Directional adjacency discriminates stripe axis from checkerboard:

I_ap = moran_i(grid, adjacency="ap_only")   # vertical neighbors only
I_ml = moran_i(grid, adjacency="ml_only")   # horizontal neighbors only

# Row-striped artifact: I_ml >> I_ap (constant along rows)
# Column-striped artifact: I_ap >> I_ml (constant along columns)
# Checkerboard: both negative

Gradient anisotropy

Measures directional imbalance of spatial gradients:

from cogpy.measures.spatial import gradient_anisotropy

aniso = gradient_anisotropy(grid)
# 0.0 = isotropic (balanced gradients)
# positive = row-striped (large AP gradient, small ML gradient)
# negative = column-striped (large ML gradient, small AP gradient)

Marginal energy outlier

Identifies which rows or columns carry anomalous energy:

from cogpy.measures.spatial import marginal_energy_outlier

result = marginal_energy_outlier(grid, robust=True, threshold=3.0)

# result["col_outlier"]  — boolean mask, True for bad columns
# result["row_outlier"]  — boolean mask, True for bad rows
# result["col_zscore"]   — z-score per column
# result["row_zscore"]   — z-score per row

Batch operation

All three measures accept arbitrary leading batch dimensions.
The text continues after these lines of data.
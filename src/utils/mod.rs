//! Utility helpers for demo data.

mod dataset;

pub use dataset::{generate_dataset, DatasetSpec};
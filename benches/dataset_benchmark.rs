/// Benchmark module for dataset generation and style resolution.
/// Measures generator throughput at demo and stress sizes, and the cost of
/// resolving partial style overrides against the defaults.
use criterion::{black_box, criterion_group, criterion_main, Criterion};

use chartkit::{ChartStyleOverrides, DatasetSpec, PaddingOverrides};

fn benchmark_generate_dataset(c: &mut Criterion) {
    c.bench_function("generate_dataset_10", |b| {
        let spec = DatasetSpec::default();
        b.iter(|| black_box(spec.generate()));
    });

    c.bench_function("generate_dataset_10k", |b| {
        let spec = DatasetSpec {
            size: 10_000,
            min: 0.0,
            max: 100.0,
        };
        b.iter(|| black_box(spec.generate()));
    });
}

fn benchmark_resolve_overrides(c: &mut Criterion) {
    let overrides = ChartStyleOverrides {
        width: Some(800),
        container_padding: PaddingOverrides {
            top: Some(0),
            ..Default::default()
        },
        ..Default::default()
    };

    c.bench_function("resolve_chart_overrides", |b| {
        b.iter(|| black_box(overrides.resolve()));
    });
}

criterion_group!(
    benches,
    benchmark_generate_dataset,
    benchmark_resolve_overrides
);
criterion_main!(benches);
This enables efficient spatial characterization across time-frequency spectrograms without Python loops:

from cogpy.spectral.specx import spectrogramx
from cogpy.measures.spatial import gradient_anisotropy, moran_i

# Compute spectrogram: (AP, ML, time_win, freq)
spec = spectrogramx(sig, window_size=512, window_step=128)

# Transpose to (..., AP, ML) convention
spec_t = spec.values.transpose(2, 3, 0, 1)  # (time_win, freq, AP, ML)

# Vectorized — no loops, pure numpy
aniso_map = gradient_anisotropy(spec_t)       # (time_win, freq)
moran_map = moran_i(spec_t, adjacency="ap_only")  # (time_win, freq)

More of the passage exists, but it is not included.